Big The Musical performed at the Dominion Theatre . Photograph: Alastair Muir. - Credit: Alastair Muir

TIM WALKER called the performance a good-looking, good-natured, feelgood production

One’s hopes for Big: The Musical were miniscule. The idea of making a show out of the schmaltzy 1988 Tom Hanks film – about a kid whose wish to be ‘big’ is granted – is of course inherently preposterous. What next: a huge water tank centre-stage, a few legs twitching nervously, and, just when you thought it was safe to go back into the theatre, Jaws: The Musical?

Sometimes, not often, a show manages to transcend everything – venal, lazy producers keen to cash in on an existing brand, a bonkers plot, a notoriously difficult venue – and turns out to be startlingly good. Morgan Young’s Big: The Musical falls under this category. It’s a good-looking, good-natured, feelgood production, but it also has a good deal to say for itself.

Three decades after the film came out, the plot has matured into something special. Too often these days, children are being deprived of their childhoods. The world wide web, among so many other things, is all but incompatible with innocence.

The 12-year-old Josh Baskin – played on opening night by Jamie O’Connor – quickly regrets telling a possessed fairground genie called Zoltar that he wants to be big. His first reaction, when he wakes up the next morning and sees himself in the mirror as a 6ft hunk with a six-pack (having metamorphosed into Jay McGuiness), is “gross”.

Materially, he is soon doing pretty well for himself, securing a well-paid job as the chief tester in Matthew Kelly’s toy factory, a flat with panoramic city views and a stunning girlfriend in Kimberley Walsh, but is it all worth the sacrifice of his youth?

The Curious Case of Benjamin Button also gets into the issue of what happens when the seven ages of man fall out of sync, but, oddly, I feel Big: The Musical does so more movingly and compellingly. Josh’s love scene with his girlfriend is handled with extraordinary sensitivity. The show also communicates very adroitly the emptiness of Josh’s life as a 1980s yuppie.
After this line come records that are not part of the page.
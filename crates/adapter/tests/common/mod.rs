#![allow(dead_code)]

use anyhow::Context as _;
use std::io::BufRead as _;
use std::path::Path;
use std::process::{Child, Command, Stdio};
use std::sync::mpsc;
use std::time::{Duration, Instant};

/// Minimal MCP server in POSIX `sh`: answers the handshake, lists one tool and echoes calls.
pub const SH_ECHO_BACKEND: &str = r#"
while IFS= read -r line; do
  id=$(printf '%s' "$line" | sed -n 's/.*"id":\([0-9][0-9]*\).*/\1/p')
  case "$line" in
    *'"method":"initialize"'*)
      printf '{"jsonrpc":"2.0","id":%s,"result":{"protocolVersion":"2024-11-05","capabilities":{"tools":{}},"serverInfo":{"name":"sh-echo","version":"1.0.0"}}}\n' "$id" ;;
    *'"method":"tools/list"'*)
      printf '{"jsonrpc":"2.0","id":%s,"result":{"tools":[{"name":"echo","inputSchema":{"type":"object"}}]}}\n' "$id" ;;
    *'"method":"tools/call"'*)
      printf '{"jsonrpc":"2.0","id":%s,"result":{"content":[{"type":"text","text":"echoed"}]}}\n' "$id" ;;
    *)
      if [ -n "$id" ]; then
        printf '{"jsonrpc":"2.0","id":%s,"result":{}}\n' "$id"
      fi ;;
  esac
done
"#;

/// Kills the child on drop so a failing test never leaks a gateway.
pub struct KillOnDrop(pub Child);

impl Drop for KillOnDrop {
    fn drop(&mut self) {
        let _ = self.0.kill();
        let _ = self.0.wait();
    }
}

pub struct SpawnedGateway {
    pub child: KillOnDrop,
    pub base: String,
}

fn parse_listen_addr(line: &str, marker: &str) -> Option<String> {
    let idx = line.find(marker)?;
    let rest = &line[idx + marker.len()..];
    // JSON logs end the address at the next quote.
    let end = rest
        .find('"')
        .or_else(|| rest.find('}'))
        .unwrap_or(rest.len());
    Some(rest[..end].trim().to_string())
}

pub fn wait_for_listen_addr(mut child: Child, timeout: Duration) -> anyhow::Result<SpawnedGateway> {
    let stdout = child.stdout.take().context("missing child stdout")?;
    let stderr = child.stderr.take().context("missing child stderr")?;

    let (tx, rx) = mpsc::channel::<String>();
    let tx_out = tx.clone();
    std::thread::spawn(move || {
        let reader = std::io::BufReader::new(stdout);
        for line in reader.lines().map_while(Result::ok) {
            let _ = tx_out.send(line);
        }
    });
    std::thread::spawn(move || {
        let reader = std::io::BufReader::new(stderr);
        for line in reader.lines().map_while(Result::ok) {
            let _ = tx.send(line);
        }
    });

    let start = Instant::now();
    let mut last_lines: Vec<String> = Vec::new();

    while start.elapsed() < timeout {
        if let Ok(Some(status)) = child.try_wait() {
            anyhow::bail!(
                "gateway exited early: {status}; output:\n{}",
                last_lines.join("\n")
            );
        }

        match rx.recv_timeout(Duration::from_millis(200)) {
            Ok(line) => {
                if let Some(addr) = parse_listen_addr(&line, "Starting HTTP server on ") {
                    return Ok(SpawnedGateway {
                        child: KillOnDrop(child),
                        base: format!("http://{addr}"),
                    });
                }
                if last_lines.len() >= 50 {
                    last_lines.remove(0);
                }
                last_lines.push(line);
            }
            Err(mpsc::RecvTimeoutError::Timeout) => {}
            Err(mpsc::RecvTimeoutError::Disconnected) => break,
        }
    }

    let _ = child.kill();
    anyhow::bail!(
        "timed out waiting for listen address; last output:\n{}",
        last_lines.join("\n")
    );
}

/// Write the `sh` echo backend and a config that serves it as `echo`.
pub fn write_echo_config(dir: &Path) -> anyhow::Result<std::path::PathBuf> {
    let script = dir.join("echo.sh");
    std::fs::write(&script, SH_ECHO_BACKEND).context("write echo backend")?;

    let config_path = dir.join("gateway.yaml");
    let config = format!(
        r#"
gateway:
  bind: "127.0.0.1:0"
  callTimeout: 5
  startupTimeout: 10
servers:
  echo:
    type: process
    command: sh
    args: ["{}"]
"#,
        script.display()
    );
    std::fs::write(&config_path, config).context("write gateway config")?;
    Ok(config_path)
}

pub fn spawn_gateway(config_path: &Path) -> anyhow::Result<SpawnedGateway> {
    let bin = env!("CARGO_BIN_EXE_mcp-mux");
    let child = Command::new(bin)
        .arg("--config")
        .arg(config_path)
        .arg("--log-level")
        .arg("info")
        .env_remove("MCP_MUX_BIND")
        .stdout(Stdio::piped())
        .stderr(Stdio::piped())
        .spawn()
        .context("spawn mcp-mux")?;
    wait_for_listen_addr(child, Duration::from_secs(15))
}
McGuiness is a lot more charismatic than Tom Hanks in the central role and his rugged good looks make his predicament all the more poignant: Women are attracted to him, but he hasn’t the confidence to handle them. Kelly, meanwhile, gives a great character turn as his boss at the toy shop, and Walsh acquits herself well as his puzzled but patient love interest.

Simon Higlett’s set design is lavish, with especially impressive evocations of corporate life in 1980s America, and the music and lyrics, from respectively David Shire and Richard Maltby, are great fun, if not especially memorable.

If I didn’t go out humming the big numbers, I had something to think about. I wondered if I’d have been willing to trade a moment of my childhood for all of Josh’s material success in adulthood. Not one second of it. Adulthood is interminable and always ends badly. Childhood, by contrast, is one brief shining moment: anything that brings it to an end prematurely is a very bad thing.